» TASK: Look through the material below and give the number of lines where the string "integrate" appears, without any other words.

» INPUT DATA:
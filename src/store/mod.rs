use async_trait::async_trait;

use crate::error::DayOffError;
use crate::model::daily_log::DailyLogEntry;
use crate::model::day_off_request::{DayOffRequest, NewDayOffRequest};

pub mod memory;
pub mod mysql;

pub use memory::{MemoryLogBook, MemoryVoteStore};
pub use mysql::{MySqlLogBook, MySqlVoteStore};

/// Persistent home of day-off requests, keyed by request id.
///
/// Writes are optimistic: `put` succeeds only if the stored `version` still
/// matches the record's, and returns the record with its bumped version.
/// Unreachable or slow backends surface as `StoreUnavailable`.
#[async_trait]
pub trait VoteStore: Send + Sync {
    async fn insert(&self, new: NewDayOffRequest) -> Result<DayOffRequest, DayOffError>;

    async fn get(&self, id: u64) -> Result<Option<DayOffRequest>, DayOffError>;

    async fn put(&self, record: &DayOffRequest) -> Result<DayOffRequest, DayOffError>;

    async fn list_open(&self) -> Result<Vec<DayOffRequest>, DayOffError>;

    async fn list_all(&self) -> Result<Vec<DayOffRequest>, DayOffError>;

    async fn find_by_message(&self, message_id: &str)
    -> Result<Option<DayOffRequest>, DayOffError>;
}

/// Downstream challenge log the `log` command writes to.
#[async_trait]
pub trait LogBook: Send + Sync {
    async fn record(&self, entry: &DailyLogEntry) -> Result<(), DayOffError>;
}
//! Request and response bodies of the integral endpoint.

use serde::{Deserialize, Serialize};

/// Body of `POST /integrate`.
///
/// `lower_bound` and `upper_bound` must be given together; a single bound is
/// rejected. `want_plot` defaults to false.
#[derive(Debug, Clone, Deserialize, Serialize)]
pub struct IntegralRequest {
    pub expression: String,
    #[serde(default)]
    pub lower_bound: Option<f64>,
    #[serde(default)]
    pub upper_bound: Option<f64>,
    #[serde(default)]
    pub want_plot: Option<bool>,
}

/// Successful response of `POST /integrate`.
#[derive(Debug, Clone, Serialize, Deserialize)]
pub struct IntegralResponse {
    pub original_expression: String,
    pub integral_expression: String,
    #[serde(skip_serializing_if = "Option::is_none")]
    pub definite_value: Option<f64>,
    /// base64-encoded PNG, present only when a plot was requested
    #[serde(skip_serializing_if = "Option::is_none")]
    pub plot: Option<String>,
    /// step-by-step description of how the integral was resolved
    pub explanation: Vec<String>,
}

» SOLUTION FOR THIS TASK: 2